Just the name, College of Surgeons and Barbers, said it all. If you were a pain patient in the early years of surgery, you had very few options, one of the best of which was surgery — without anaesthesia!

Some of the tools and instruments used in early surgeries included hacksaws and forceps, and they are enough to frighten the most intrepid patient. No patient would undergo these surgeries if they thought there were another way. 

There is perhaps nothing as simultaneously useful and dreaded as pain. In many ways, pain is the ultimate teacher. It teaches us to avoid fire, poison, sharp objects and many other things that could cause us harm. It alerts the body to injury and disease. But it is also unpleasant and, depending on intensity and duration, can have a drastic impact on quality of life. Another thing about pain: We have always had to deal with it, and we always will.

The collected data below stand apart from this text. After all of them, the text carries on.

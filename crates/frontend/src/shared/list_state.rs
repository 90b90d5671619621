//! Record List Controller state
//!
//! Holds the unfiltered collection exactly as last fetched and derives the
//! visible rows (filter → sort → page slice) on demand. Every fetch is tagged
//! with a generation so an answer for an older fetch is dropped.

use super::list_utils::{filter_list, sort_list, Searchable, Sortable};

pub const DEFAULT_PAGE_SIZE: usize = 10;
pub const PAGE_SIZE_OPTIONS: [usize; 3] = [10, 25, 50];

/// Identifies one fetch issued by a list
#[derive(Debug, Clone, Copy, PartialEq, Eq)]
pub struct FetchTicket(u64);

#[derive(Debug, Clone, PartialEq)]
pub struct ListState<T> {
    items: Vec<T>,
    pub filter: String,
    pub sort_field: String,
    pub sort_ascending: bool,
    pub page: usize,
    pub page_size: usize,
    pub is_loaded: bool,
    pub loading: bool,
    pub error: Option<String>,
    generation: u64,
}

impl<T: Searchable + Sortable + Clone> ListState<T> {
    pub fn new(sort_field: &str) -> Self {
        Self {
            items: Vec::new(),
            filter: String::new(),
            sort_field: sort_field.to_string(),
            sort_ascending: true,
            page: 0,
            page_size: DEFAULT_PAGE_SIZE,
            is_loaded: false,
            loading: false,
            error: None,
            generation: 0,
        }
    }

    /// Start a (re)fetch; any ticket handed out before becomes stale
    pub fn begin_fetch(&mut self) -> FetchTicket {
        self.generation += 1;
        self.loading = true;
        FetchTicket(self.generation)
    }

    /// Apply a fetch result. Returns `false` when the ticket is stale and
    /// nothing changed.
    pub fn apply_fetch(&mut self, ticket: FetchTicket, result: Result<Vec<T>, String>) -> bool {
        if ticket.0 != self.generation {
            log::warn!(
                "Discarding stale list response (generation {} < {})",
                ticket.0,
                self.generation
            );
            return false;
        }
        self.loading = false;
        match result {
            Ok(items) => {
                self.items = items;
                self.is_loaded = true;
                self.error = None;
                self.clamp_page();
            }
            Err(message) => self.error = Some(message),
        }
        true
    }

    /// Full collection as last fetched
    pub fn items(&self) -> &[T] {
        &self.items
    }

    /// Recomputed on every keystroke; resets paging
    pub fn set_filter(&mut self, value: impl Into<String>) {
        self.filter = value.into();
        self.page = 0;
    }

    pub fn toggle_sort(&mut self, field: &str) {
        if self.sort_field == field {
            self.sort_ascending = !self.sort_ascending;
        } else {
            self.sort_field = field.to_string();
            self.sort_ascending = true;
        }
    }

    pub fn go_to_page(&mut self, page: usize) {
        self.page = page;
        self.clamp_page();
    }

    pub fn set_page_size(&mut self, size: usize) {
        self.page_size = size.max(1);
        self.page = 0;
    }

    pub fn dismiss_error(&mut self) {
        self.error = None;
    }

    /// Filtered and sorted, not paged
    pub fn filtered(&self) -> Vec<T> {
        let mut rows = filter_list(&self.items, &self.filter);
        sort_list(&mut rows, &self.sort_field, self.sort_ascending);
        rows
    }

    pub fn total_count(&self) -> usize {
        self.items
            .iter()
            .filter(|item| item.matches_filter(&self.filter))
            .count()
    }

    pub fn total_pages(&self) -> usize {
        let count = self.total_count();
        if count == 0 {
            1
        } else {
            (count + self.page_size - 1) / self.page_size
        }
    }

    /// Rows of the current page
    pub fn visible(&self) -> Vec<T> {
        let rows = self.filtered();
        let page = self.page.min(self.total_pages().saturating_sub(1));
        let start = page * self.page_size;
        let end = (start + self.page_size).min(rows.len());
        rows.get(start..end).map(<[T]>::to_vec).unwrap_or_default()
    }

    fn clamp_page(&mut self) {
        let total_pages = self.total_pages();
        if self.page >= total_pages {
            self.page = total_pages.saturating_sub(1);
        }
    }
}

#[cfg(test)]
mod tests {
    use super::*;
    use crate::shared::list_utils::cmp_text;
    use std::cmp::Ordering;

    #[derive(Clone, Debug, PartialEq)]
    struct Row {
        name: String,
        location: String,
    }

    fn row(name: &str, location: &str) -> Row {
        Row {
            name: name.into(),
            location: location.into(),
        }
    }

    impl Searchable for Row {
        fn search_field(&self) -> &str {
            &self.location
        }
    }

    impl Sortable for Row {
        fn compare_by_field(&self, other: &Self, field: &str) -> Ordering {
            match field {
                "location" => cmp_text(&self.location, &other.location),
                _ => cmp_text(&self.name, &other.name),
            }
        }
    }

    fn loaded(rows: Vec<Row>) -> ListState<Row> {
        let mut state = ListState::new("name");
        let ticket = state.begin_fetch();
        assert!(state.apply_fetch(ticket, Ok(rows)));
        state
    }

    #[test]
    fn filter_by_location_substring() {
        let mut state = loaded(vec![
            row("Central", "Main St"),
            row("Harbour", "Dock Rd"),
            row("Corner", "main square"),
        ]);
        state.set_filter("MAIN");
        let names: Vec<_> = state.filtered().into_iter().map(|r| r.name).collect();
        assert_eq!(names, vec!["Central", "Corner"]);
        assert_eq!(state.total_count(), 2);

        state.set_filter("");
        assert_eq!(state.filtered().len(), 3);
        assert_eq!(state.items().len(), 3);
    }

    #[test]
    fn stale_fetch_is_discarded() {
        let mut state: ListState<Row> = ListState::new("name");
        let first = state.begin_fetch();
        let second = state.begin_fetch();
        assert!(state.apply_fetch(second, Ok(vec![row("New", "x")])));
        assert!(!state.apply_fetch(first, Ok(vec![row("Old", "y")])));
        assert_eq!(state.items()[0].name, "New");
        assert!(!state.loading);
    }

    #[test]
    fn failed_fetch_keeps_previous_rows() {
        let mut state = loaded(vec![row("Central", "Main St")]);
        let ticket = state.begin_fetch();
        state.apply_fetch(ticket, Err("No response from server".into()));
        assert_eq!(state.error.as_deref(), Some("No response from server"));
        assert_eq!(state.items().len(), 1);
        state.dismiss_error();
        assert_eq!(state.error, None);
    }

    #[test]
    fn paging_slices_and_clamps() {
        let rows = (0..23).map(|i| row(&format!("cafe{:02}", i), "x")).collect();
        let mut state = loaded(rows);
        assert_eq!(state.total_pages(), 3);
        assert_eq!(state.visible().len(), 10);

        state.go_to_page(2);
        assert_eq!(state.visible().len(), 3);
        assert_eq!(state.visible()[0].name, "cafe20");

        state.go_to_page(99);
        assert_eq!(state.page, 2);

        state.set_page_size(25);
        assert_eq!(state.total_pages(), 1);
        assert_eq!(state.visible().len(), 23);
    }

    #[test]
    fn refetch_with_fewer_rows_clamps_page() {
        let rows = (0..15).map(|i| row(&format!("c{:02}", i), "x")).collect();
        let mut state = loaded(rows);
        state.go_to_page(1);
        let ticket = state.begin_fetch();
        state.apply_fetch(ticket, Ok(vec![row("only", "x")]));
        assert_eq!(state.page, 0);
        assert_eq!(state.visible().len(), 1);
    }

    #[test]
    fn empty_list_has_one_page() {
        let state = loaded(vec![]);
        assert_eq!(state.total_pages(), 1);
        assert!(state.visible().is_empty());
    }

    #[test]
    fn toggle_sort_flips_then_switches_field() {
        let mut state = loaded(vec![row("b", "2"), row("a", "3"), row("c", "1")]);
        state.toggle_sort("name");
        assert!(!state.sort_ascending);
        assert_eq!(state.filtered()[0].name, "c");

        state.toggle_sort("location");
        assert!(state.sort_ascending);
        assert_eq!(state.sort_field, "location");
        assert_eq!(state.filtered()[0].name, "c");
    }
}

Fifteen years ago, UCLA History Professor Marcia Meldrum wrote in the Journal of the American Medical Association that pain is the oldest medical problem and the universal affliction of mankind, yet it has been little understood in physiology until very recently.

Since the days of the Bible, pain was seen either as a test of faith, as in the Book of Job, or a way to redemption through sacrifice as in the crucifixion.

That doesn’t help a medical patient to live with her pain, and by the time of the Enlightenment European physicians were already prescribing opium, or a mixture of opium and sherry called laudanum, specifically to relieve the pain of tooth extractions and limb amputations.

The invention of anaesthesia totally changed the practice of medicine, making hitherto intolerable surgeries possible, and allowing surgeons to take the time to be accurate when making their incisions or saw cuts.

Fast forward to today, when we have a variety of tools and techniques to manage pain that would be seen by these historical patients as miraculous. Indeed, most of them are nonsurgical, or non-invasive. And as long as they are used correctly and respectfully  by trained professionals, these tools have revolutionized the lives of people with pain.